Der 63-Jährige und seine Frau Gitta, die Büro und Kaufmännisches im Hintergrund organisiert hat, gehen aus Altersgründen in Ruhestand. Einen Nachfolger haben sie nicht gefunden. Ein bisschen Wehmut und Bedauern herrscht bei den beiden vor. Doch überwiegt die Freude aufs Rentnerdasein. Endlich haben sie mehr Zeit für den Enkel und fürs Reisen. „Viele unserer Kunden sind zu Freunden geworden. Die werden wir jetzt besuchen.“
Joachim Ermert wurde 1989 bei der Traditionstöpferei als Betriebsleiter eingestellt und bekam 1996 von der damaligen Chefin Edith Wittich-Scholl die Geschäftsführung übertragen. Die Firma ist seit den 80er-Jahren im Besitz der Familie Wittich. In seiner Anfangszeit hatte die Werkstatt 25 Angestellte. Kunden waren zum Großteil die Industrie, Kommunen, kleinere Brauereien und Fachhändler. Kundenpräsente waren der Hauptabsatz. Treue Kunden über alle Jahrzehnte seien auch die in Deutschland stationierten US-Soldaten gewesen, die gerne Wäller Unikate aus Steinzeug mit in die Heimat genommen haben.
Ein Standbein: Gruppenführungen
Eines der Standbeine sind Führungen mit Gruppen ab 20 Personen gewesen. „In der Corona-Zeit gab es zwei Jahre lang keine Führungen. Innerhalb von zwei Wochen wurden 40 Busse abgesagt.“ Das muss ein Betrieb erst einmal verkraften. Weitere Herausforderungen kamen mit dem Ukraine-Krieg und den rasant steigenden Energie- und Transportkosten.
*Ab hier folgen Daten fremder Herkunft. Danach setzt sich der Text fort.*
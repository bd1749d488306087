use tokio::task::JoinSet;
use tracing::{Instrument, debug, error};

use crate::error::{ErrorKind, TrawlResult};
use crate::pipeline::PipelineId;
use crate::transform::Transform;
use crate::trawl_error;
use crate::workers::base::WorkerType;
use crate::workers::scan::ScanWorker;

/// Pool owning every scan worker task of one pipeline run.
///
/// [`ScanWorkerPool`] spawns the fixed set of scan workers and provides the
/// single place to wait for all of them. The pool is considered fully drained
/// only when every worker task has exited; waiting collects worker errors and
/// converts panics into classified errors.
pub struct ScanWorkerPool {
    pipeline_id: PipelineId,
    join_set: JoinSet<(u16, TrawlResult<()>)>,
}

impl ScanWorkerPool {
    /// Creates a new empty scan worker pool.
    pub(crate) fn new(pipeline_id: PipelineId) -> Self {
        Self {
            pipeline_id,
            join_set: JoinSet::new(),
        }
    }

    /// Spawns a scan worker into the pool.
    pub(crate) fn spawn<T: Transform>(&mut self, worker: ScanWorker<T>) {
        let worker_id = worker.worker_id();
        let span = WorkerType::Scan { worker_id }.span(self.pipeline_id);

        self.join_set.spawn(
            async move {
                let result = worker.run().await;
                (worker_id, result)
            }
            .instrument(span.or_current()),
        );

        debug!(worker_id, "spawned scan worker in pool");
    }

    /// Waits for every scan worker in the pool to exit.
    ///
    /// This method blocks until the pool is fully drained. If any workers
    /// encounter errors, those errors are collected and returned aggregated.
    pub(crate) async fn wait_all(&mut self) -> TrawlResult<()> {
        let mut errors = Vec::new();

        while let Some(result) = self.join_set.join_next().await {
            match result {
                Ok((worker_id, Ok(()))) => {
                    debug!(worker_id, "scan worker completed");
                }
                Ok((worker_id, Err(err))) => {
                    error!(worker_id, error = %err, "scan worker completed with error");
                    errors.push(err);
                }
                Err(join_err) => {
                    if join_err.is_cancelled() {
                        debug!("scan worker task was cancelled");
                    } else {
                        errors.push(trawl_error!(
                            ErrorKind::ScanWorkerPanic,
                            "Scan worker panicked",
                            join_err
                        ));
                    }
                }
            }
        }

        if errors.is_empty() {
            Ok(())
        } else {
            Err(errors.into())
        }
    }
}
Auch die Rohstoffpreise seien explodiert. „Wir arbeiten mit offener Flamme, sind also auf Erdgas angewiesen. In der Summe konnten wir das nicht an die Kunden weitergeben.“
Doch all diese wirtschaftlichen Herausforderungen sind nicht der Grund für die Betriebsaufgabe. „Wir haben uns immer angepasst und neue Geschäftsfelder aufgebaut“, berichtet Ermert nicht ohne Stolz. Dazu zählte auch die Öffnung von Lager und Werkstatt für Privatkunden. Der von Gitta Ermert ins Leben gerufene Werksverkauf war ein ebenso großer Erfolg wie die Teilnahme am Keramik- und Töpfermarkt. „Wir haben unsere Angebotspalette immer am Bedarf der Kunden und am Markt orientiert. So kamen zu Bierkrügen, Brottöpfen und Auflaufformen auch Zier- und Teichfiguren, Pflanzkübel, Vogeltränken sowie Gartenkeramik hinzu.“ Sogar Urnen und Grabplatten wurden bei Girmscheid gefertigt. Die Entwicklung einer bunten Salzglasur kam bei den Käufern auch gut an.
Personal immer weiter zurückgefahren
Das Personal ist mit den Jahren immer weiter zurückgefahren worden. Gitta und Joachim Ermert sind erleichtert und glücklich, dass ein Teil ihres Portfolios von der Töpferwerkstatt Ströder-Stein in Mogendorf fortgeführt wird. Auch die verbliebenen Mitarbeiter, eineinhalb Kräfte und zwei Aushilfen, finden in Mogendorf ihr neues Auskommen. „Keiner verliert den Job.“
Wichtig ist Ermert, ein großes Dankeschön an die Stadt Höhr-Grenzhausen auszusprechen. „Sie war stets ein sehr guter Partner und hat die keramischen Betriebe unterstützt. So hat sie beispielsweise durchgesetzt, dass die Werkstätten an bis zu 40 Sonn- und Feiertagen öffnen dürfen. Die touristische Vermarktung war gut. Auch die Galerie der Gefäße und der Stelenweg tragen zur Sichtbarkeit der Keramik im öffentlichen Raum entscheidend bei.“ Was aus den weitläufigen Räumen der Töpferei wird, ist noch nicht klar. „Derzeit werden Gespräche geführt. Vielleicht werden sie Keramikern zur Verfügung gestellt. Das wäre schön“, sagt Ermert abschließend.